A dramatic video with a drone shows the detonation throwing water hundreds of feet into the sky and the waves hitting the shore.
It was discovered last year at a depth of 39 feet, with only its nose sticking out during dredging near the port city of Swinoujscie in northwestern Poland. More than six meters long, it was loaded with 2.4 tons of explosives – equivalent to about 3.6 tons of TNT.
The Navy said earlier that it had ruled out the traditional version of a controlled explosion for fear of destroying a bridge about 500 meters away.
The Navy used a remote-controlled device to try to “deflagrate” the bomb, a technique that successfully burns an explosive charge without causing a detonation, said Adam Easton of the BBC in Warsaw.
But in the end, “the deflagration process turned into a detonation,” said Grzegorz Lewandowski, a spokesman for the Polish Navy’s 8th Coastal Defense Flotilla based in Swinoujscie.
“There was no risk to those directly involved,” he said, adding that the bomb “could be considered neutralized”.
A spokesman for Swinoujscie City Hall told AFP that he had not heard any reports of casualties during the operation by military divers or damage to the city’s infrastructure.
Before the operation began this week, Lewandowski called it a “very delicate affair,” adding that “the slightest vibration can detonate a bomb.”
About 750 locals were called in advance to evacuate from a 1.6-mile area around the bomb, although some had told AFP they would stay put.
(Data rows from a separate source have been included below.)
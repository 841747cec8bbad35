//! Configuration persistence using toml_edit to preserve formatting and comments.

use super::NotificationConfig;
use anyhow::{Context, Result};
use std::path::Path;
use toml_edit::DocumentMut;

/// Update just the notifications section of the config file
pub fn update_notifications(path: &Path, notifications: &NotificationConfig) -> Result<()> {
    let content = std::fs::read_to_string(path)
        .with_context(|| format!("Failed to read config file: {:?}", path))?;

    let mut doc: DocumentMut = content
        .parse()
        .with_context(|| format!("Failed to parse config file: {:?}", path))?;

    let section_toml = toml::to_string(&NotificationsWrapper {
        notifications: notifications.clone(),
    })
    .with_context(|| "Failed to serialize notifications")?;
    let section_doc: DocumentMut = section_toml
        .parse()
        .with_context(|| "Failed to parse serialized notifications")?;

    if let Some(item) = section_doc.get("notifications") {
        doc["notifications"] = item.clone();
    } else {
        doc.remove("notifications");
    }

    std::fs::write(path, doc.to_string())
        .with_context(|| format!("Failed to write config file: {:?}", path))?;

    Ok(())
}

#[derive(serde::Serialize)]
struct NotificationsWrapper {
    notifications: NotificationConfig,
}
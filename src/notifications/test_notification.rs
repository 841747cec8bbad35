//! Operator-triggered test notification.

use media_notifier_common::non_blank;
use rand::seq::SliceRandom;
use serde::{Deserialize, Serialize};

use super::message::{NotificationMessage, Priority, SendOutcome};
use super::ntfy::{NtfyClient, PublishTarget};
use crate::config::NotificationConfig;
use crate::library::MediaCatalog;

/// How many catalog items a test draws its random pick from.
pub const TEST_SAMPLE_LIMIT: usize = 50;

pub const TEST_TITLE: &str = "Test Notification";
pub const TEST_BODY: &str = "Your media notifier is working correctly!";
pub const TEST_TAGS: &str = "white_check_mark,test";

/// Which stage a failed test stopped at.
#[derive(Debug, Clone, Copy, PartialEq, Eq)]
pub enum TestFailure {
    /// Rejected before any network call
    Configuration,
    /// The relay refused the message or could not be reached
    Delivery,
}

/// Structured result reported back to the operator.
#[derive(Debug, Clone, PartialEq, Eq, Serialize, Deserialize)]
pub struct TestNotificationResult {
    pub success: bool,
    pub message: String,
    #[serde(skip)]
    pub failure: Option<TestFailure>,
}

impl TestNotificationResult {
    fn succeeded() -> Self {
        Self {
            success: true,
            message: "Test notification sent successfully!".to_string(),
            failure: None,
        }
    }

    fn failed(failure: TestFailure, message: impl Into<String>) -> Self {
        Self {
            success: false,
            message: message.into(),
            failure: Some(failure),
        }
    }
}

/// Send a test notification built from a random catalog item.
///
/// The topic and server URL are checked first; a missing one fails without
/// touching the network. An empty or failing catalog falls back to a canned
/// message. No error escapes: everything is folded into the result.
pub async fn send_test_notification(
    config: &NotificationConfig,
    catalog: &dyn MediaCatalog,
    client: &NtfyClient,
) -> TestNotificationResult {
    if non_blank(Some(config.topic.as_str())).is_none() {
        tracing::warn!("Relay topic is not configured");
        return TestNotificationResult::failed(
            TestFailure::Configuration,
            "Relay topic is not configured",
        );
    }
    if non_blank(Some(config.server_url.as_str())).is_none() {
        tracing::warn!("Relay server URL is not configured");
        return TestNotificationResult::failed(
            TestFailure::Configuration,
            "Relay server URL is not configured",
        );
    }

    let target = PublishTarget::from_config(config);
    tracing::info!(topic = %target.topic, "Sending test notification");

    let message = sample_message(config, catalog).await;
    match client.send(&target, &message).await {
        SendOutcome::Delivered => TestNotificationResult::succeeded(),
        outcome => TestNotificationResult::failed(
            TestFailure::Delivery,
            format!("Failed to send test notification: {}", outcome),
        ),
    }
}

async fn sample_message(config: &NotificationConfig, catalog: &dyn MediaCatalog) -> NotificationMessage {
    let items = match catalog.recent_items(TEST_SAMPLE_LIMIT).await {
        Ok(items) => items,
        Err(e) => {
            tracing::warn!(error = %e, "Catalog query failed, using default test message");
            return canned_message(config);
        }
    };

    let picked = {
        let mut rng = rand::thread_rng();
        items.choose(&mut rng).cloned()
    };

    match picked {
        Some(item) => {
            tracing::debug!(
                item = %item.display_name(),
                sampled = items.len(),
                "Using catalog item for test notification"
            );
            super::compose_message(&item, config)
        }
        None => {
            tracing::debug!("Catalog is empty, using default test message");
            canned_message(config)
        }
    }
}

fn canned_message(config: &NotificationConfig) -> NotificationMessage {
    NotificationMessage::new(TEST_TITLE, TEST_BODY)
        .with_tags(TEST_TAGS)
        .with_priority(Priority::new(config.priority).unwrap_or_default())
}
Halina Pashkovska had said that the “main danger” for her was the risk of catching Covid-19 in a sports hall, where residents were sheltered during the operation.
“I’ve lived here for 50 years and there have been other bombs, but this is the first time an evacuation has taken place! Before, we just had to stay indoors,” she said.
Maritime traffic on the navigation channel and surrounding waterways has also been halted in a 16-kilometer zone around the bomb disposal operation.
During World War II, Swinoujscie – then Swinemuende, part of Germany – was home to one of the most important Baltic bases of the German navy and was subjected to massive bombing, said historian Peter Laskowski, author of a book on the Royal Air Force. forces attacked the German cruiser Luetzow in April 1945.
The ship’s cannons were used to hold back the Red Army’s progress during the dying days of the war.
On April 16, 1945, the RAF sent 18 Lancaster bombers from the 617th Squadron, known as the Dambusters.
The bombers attacked Luetzow with 12 Tallboys, including one that failed to explode at the time.
Talboys are designed to explode underground to a target, causing shock waves that would cause destruction.